La decisione di Sony di interrompere la produzione dei dischi PlayStation entro gennaio 2028 potrebbe presto finire sotto la lente delle autorità messicane. Due esponenti politici preparano infatti un esposto formale, sostenendo che il passaggio a un ecosistema interamente digitale possa produrre effetti anticoncorrenziali e danneggiare i consumatori.
Il discorso si collega a quanto già raccontato su «PlayStation, il fronte pro dischi si "incrina" con Black Ops», contesto in cui la richiesta sarà presentata dal deputato federale Iraís Reyes e dal senatore Luis Donaldo Colosio alla Commissione nazionale antitrust del Messico. Entrambi appartengono al partito Movimiento Ciudadano, ma intendono depositare l'esposto in qualità di privati cittadini e chiedere un'indagine sulle conseguenze commerciali del piano.
Secondo Reyes, eliminare i supporti fisici impedirebbe ai possessori di una console PlayStation di scegliere dove acquistare i giochi. Le nuove copie potrebbero essere comprate soltanto attraverso il PlayStation Store, consegnando così a Sony il controllo esclusivo della distribuzione digitale e riducendo le possibilità di confronto tra prezzi praticati da venditori differenti.
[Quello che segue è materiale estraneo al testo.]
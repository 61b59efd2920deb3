//! Plain-text rendering shared by the subcommands and the REPL.

use std::fmt::Write;

use logiscan_engine::{Analysis, AnalysisResult, Classification, Domain, DomainPreview, NormalizeStep};

pub fn format_analysis(a: &Analysis) -> String {
    let mut out = String::new();
    let _ = writeln!(out, "Formula:     {}", a.formula);
    let _ = writeln!(out, "Normalized:  {}", a.normalized);
    let _ = writeln!(out, "Variable:    {}", a.variable);
    let _ = write!(out, "Domain:      {}", a.domain);

    match &a.result {
        AnalysisResult::Quantified { kind, truth_value } => {
            let _ = write!(out, "\nQuantifier:  {} ({})", kind, kind.symbol());
            let _ = write!(out, "\nResult:      {}", truth_value);
        }
        AnalysisResult::Unquantified {
            predicate_type,
            segments,
        } => {
            let _ = write!(out, "\nType:        {}", predicate_type);
            let _ = write!(out, "\nSegments:    {}", segments.len());
            for seg in segments {
                let _ = write!(out, "\n  {}", seg);
            }
        }
    }
    out
}

pub fn format_classification(c: &Classification) -> String {
    let quantifier = match c.quantifier {
        Some(kind) => format!("{} ({})", c.quantifier_count, kind),
        None => c.quantifier_count.to_string(),
    };
    let variable = if c.variable.is_empty() {
        "-"
    } else {
        c.variable.as_str()
    };
    format!(
        "Predicate:   {}\nQuantifiers: {}\nVariable:    {}",
        if c.is_predicate { "yes" } else { "no" },
        quantifier,
        variable
    )
}

pub fn format_preview(domain: &Domain, preview: &DomainPreview) -> String {
    let mut out = format!("Domain {}", domain);
    if preview.points.is_empty() {
        out.push_str("\n(empty)");
        return out;
    }
    for x in &preview.points {
        let _ = write!(out, "\n{}", x);
    }
    if preview.truncated {
        let _ = write!(out, "\n... (first {} points shown)", preview.points.len());
    }
    out
}

pub fn format_steps(steps: &[NormalizeStep], result: &str) -> String {
    let mut out = String::new();
    for (i, step) in steps.iter().enumerate() {
        let _ = writeln!(out, "{}. {}", i + 1, step.rule);
        let _ = writeln!(out, "   {}  ->  {}", step.before, step.after);
    }
    let _ = write!(out, "Result: {}", result);
    out
}

#[cfg(test)]
mod tests {
    use super::*;
    use logiscan_engine::{analyze, preview_domain, Classifier, Normalizer};

    #[test]
    fn test_format_unquantified_analysis() {
        let a = analyze("x > 0", -2.0, 2.0, 1.0).unwrap();
        let text = format_analysis(&a);
        assert!(text.contains("Type:        satisfiable"));
        assert!(text.contains("Segments:    1\n  [1, 2]"));
    }

    #[test]
    fn test_format_quantified_analysis() {
        let a = analyze("∀x (x > 0)", 1.0, 10.0, 1.0).unwrap();
        let text = format_analysis(&a);
        assert!(text.contains("Quantifier:  universal (∀)"));
        assert!(text.ends_with("Result:      true"));
    }

    #[test]
    fn test_format_classification() {
        let c = Classifier::default().classify("1 + 2");
        assert_eq!(
            format_classification(&c),
            "Predicate:   no\nQuantifiers: 0\nVariable:    -"
        );
    }

    #[test]
    fn test_format_preview_truncated() {
        let d = Domain::new(0.0, 5.0, 1.0);
        let text = format_preview(&d, &preview_domain(&d, 2));
        assert_eq!(text, "Domain [0, 5] step 1\n0\n1\n... (first 2 points shown)");
    }

    #[test]
    fn test_format_steps_ends_with_result() {
        let (out, steps) = Normalizer::default().normalize_with_steps("x ≥ 1");
        let text = format_steps(&steps, &out);
        assert!(text.starts_with("1. substitute_symbols"));
        assert!(text.ends_with("Result: x >= 1"));
    }
}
Le conseguenze coinvolgerebbero anche i rivenditori che attualmente commercializzano le edizioni fisiche. Colosio ha citato le catene messicane Liverpool, Sanborns e GamePlanet, spiegando che non potrebbero più competere nella vendita dei nuovi videogiochi. Lo stesso scenario colpirebbe il mercato dell'usato e gli scambi tra giocatori, entrambi legati alla possibilità di trasferire una copia su disco.
L'esposto chiederà alle autorità di stabilire se una simile concentrazione possa configurare una pratica monopolistica o una violazione della legge federale messicana sulla concorrenza economica. Reyes ha sintetizzato il problema sostenendo che Sony diventerebbe contemporaneamente arbitro e giocatore del proprio ecosistema, controllando sia la piattaforma sia l'unico canale di acquisto previsto.
I due promotori hanno richiamato anche la rimozione di oltre 500 film e serie TV dagli account PlayStation degli utenti, avvenuta senza rimborsi, come esempio delle conseguenze che può avere il controllo centralizzato dei contenuti digitali. Un altro punto riguarda le aree del Messico prive di una connessione veloce e affidabile, nelle quali scaricare interamente i giochi può rappresentare un ostacolo concreto.
Dopo l'annuncio, Sony non ha pubblicato dichiarazioni per rispondere alle contestazioni. Il piano ha attirato critiche da esponenti dell'industria, grandi catene commerciali e utenti, mentre sui canali social continuano le richieste di revoca. Una petizione promossa con lo stesso obiettivo ha raccolto quasi 310.000 firme.